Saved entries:
··········

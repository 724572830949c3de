//! The alert cycle — evaluate policies, consult the dedup ledger, dispatch.
//!
//! One cycle serves one event (`due_soon` or `overdue`). For every active
//! policy of that event it loads the organization's candidates, filters them
//! through eligibility, asks the dedup ledger whether this window was already
//! handled, and only then dispatches. The ledger row is written BEFORE the
//! send goes out: a failed delivery is recorded in the audit log and retried
//! no earlier than the next scheduled window, never immediately.

use std::{sync::Arc, time::Duration};

use serde::Serialize;
use tracing::{debug, info, warn};

use tally_core::{
  clock::Clock,
  dedup::decide,
  eligibility::{Candidate, is_eligible},
  notification::{NewNotificationRun, RunStatus},
  policy::{NotificationPolicy, PolicyEvent},
  store::LedgerStore,
};

use crate::{
  Error, Result,
  message::build_message,
  sender::{Sender, send_with_timeout},
};

pub const DEFAULT_SEND_TIMEOUT: Duration = Duration::from_secs(10);

// ─── Report ──────────────────────────────────────────────────────────────────

/// Batch result of one alert cycle.
#[derive(Debug, Clone, Default, Serialize)]
pub struct AlertReport {
  /// Active policies of this event that were evaluated.
  pub policies:  usize,
  /// (policy, candidate) pairs that passed eligibility.
  pub evaluated: usize,
  /// Send attempts that succeeded.
  pub sent:      usize,
  /// Send attempts that failed; each also lands in the audit log.
  pub failed:    usize,
  pub errors:    Vec<String>,
}

// ─── AlertRunner ─────────────────────────────────────────────────────────────

pub struct AlertRunner<S, C, N> {
  store:        Arc<S>,
  clock:        Arc<C>,
  sender:       Arc<N>,
  send_timeout: Duration,
}

impl<S, C, N> AlertRunner<S, C, N>
where
  S: LedgerStore,
  C: Clock,
  N: Sender,
{
  pub fn new(
    store: Arc<S>,
    clock: Arc<C>,
    sender: Arc<N>,
    send_timeout: Duration,
  ) -> Self {
    Self {
      store,
      clock,
      sender,
      send_timeout,
    }
  }

  /// Run one full alert cycle for `event`.
  ///
  /// Never returns `Err`: per-policy and per-resource failures are collected
  /// into the report so one broken row cannot starve the rest of the cycle.
  pub async fn run(&self, event: PolicyEvent) -> AlertReport {
    let mut report = AlertReport::default();

    let policies = match self.store.list_active_policies(event).await {
      Ok(policies) => policies,
      Err(e) => {
        warn!(?event, error = %e, "alert cycle aborted: cannot list policies");
        report.errors.push(format!("list policies: {e}"));
        return report;
      }
    };

    for policy in policies {
      report.policies += 1;
      if let Err(e) = self.run_policy(&policy, &mut report).await {
        warn!(policy_id = %policy.policy_id, error = %e, "policy skipped");
        report.errors.push(format!("policy {}: {e}", policy.policy_id));
      }
    }

    info!(
      ?event,
      policies = report.policies,
      evaluated = report.evaluated,
      sent = report.sent,
      failed = report.failed,
      errors = report.errors.len(),
      "alert cycle complete"
    );
    report
  }

  async fn run_policy(
    &self,
    policy: &NotificationPolicy,
    report: &mut AlertReport,
  ) -> Result<()> {
    let candidates = self
      .store
      .list_candidates(policy.organization_id, policy.scope)
      .await
      .map_err(Error::store)?;

    let now = self.clock.now();
    for candidate in candidates {
      if !is_eligible(policy, &candidate, now) {
        continue;
      }
      report.evaluated += 1;

      if let Err(e) = self.process(policy, &candidate, report).await {
        warn!(
          policy_id = %policy.policy_id,
          resource_id = %candidate.resource.id,
          error = %e,
          "resource skipped"
        );
        report.errors.push(format!(
          "policy {} resource {}: {e}",
          policy.policy_id, candidate.resource.id
        ));
      }
    }

    Ok(())
  }

  /// Dedup, persist, dispatch — in that order. The state upsert happens
  /// before any send so a crashed or failed delivery cannot double-fire on
  /// the next cycle.
  async fn process(
    &self,
    policy: &NotificationPolicy,
    candidate: &Candidate,
    report: &mut AlertReport,
  ) -> Result<()> {
    let now = self.clock.now();
    let prior = self
      .store
      .get_notification_state(policy.policy_id, candidate.resource)
      .await
      .map_err(Error::store)?;

    let decision = decide(policy, candidate.resource, prior.as_ref(), now);
    if let Some(state) = decision.state_after {
      self
        .store
        .upsert_notification_state(state)
        .await
        .map_err(Error::store)?;
    }
    if !decision.send {
      debug!(
        policy_id = %policy.policy_id,
        resource_id = %candidate.resource.id,
        "suppressed by dedup ledger"
      );
      return Ok(());
    }

    let status = candidate.status_at(policy, now);
    let message = build_message(policy.event, candidate, status);

    for &channel in &policy.channels {
      let outcome = send_with_timeout(
        self.sender.as_ref(),
        channel,
        candidate.owner_id,
        &message,
        self.send_timeout,
      )
      .await;

      let run_status = match outcome {
        Ok(()) => {
          report.sent += 1;
          RunStatus::Sent
        }
        Err(e) => {
          warn!(
            policy_id = %policy.policy_id,
            resource_id = %candidate.resource.id,
            %channel,
            error = %e,
            "delivery failed"
          );
          report.failed += 1;
          RunStatus::Failed {
            error: e.to_string(),
          }
        }
      };

      self
        .store
        .append_run(NewNotificationRun {
          policy_id: policy.policy_id,
          resource:  candidate.resource,
          channel,
          sent_at:   now,
          status:    run_status,
        })
        .await
        .map_err(Error::store)?;
    }

    Ok(())
  }
}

··········

Task description:
Each line above that has the word "attempts" must be copied.

Solution to this problem:
  /// Send attempts that succeeded.
  /// Send attempts that failed; each also lands in the audit log.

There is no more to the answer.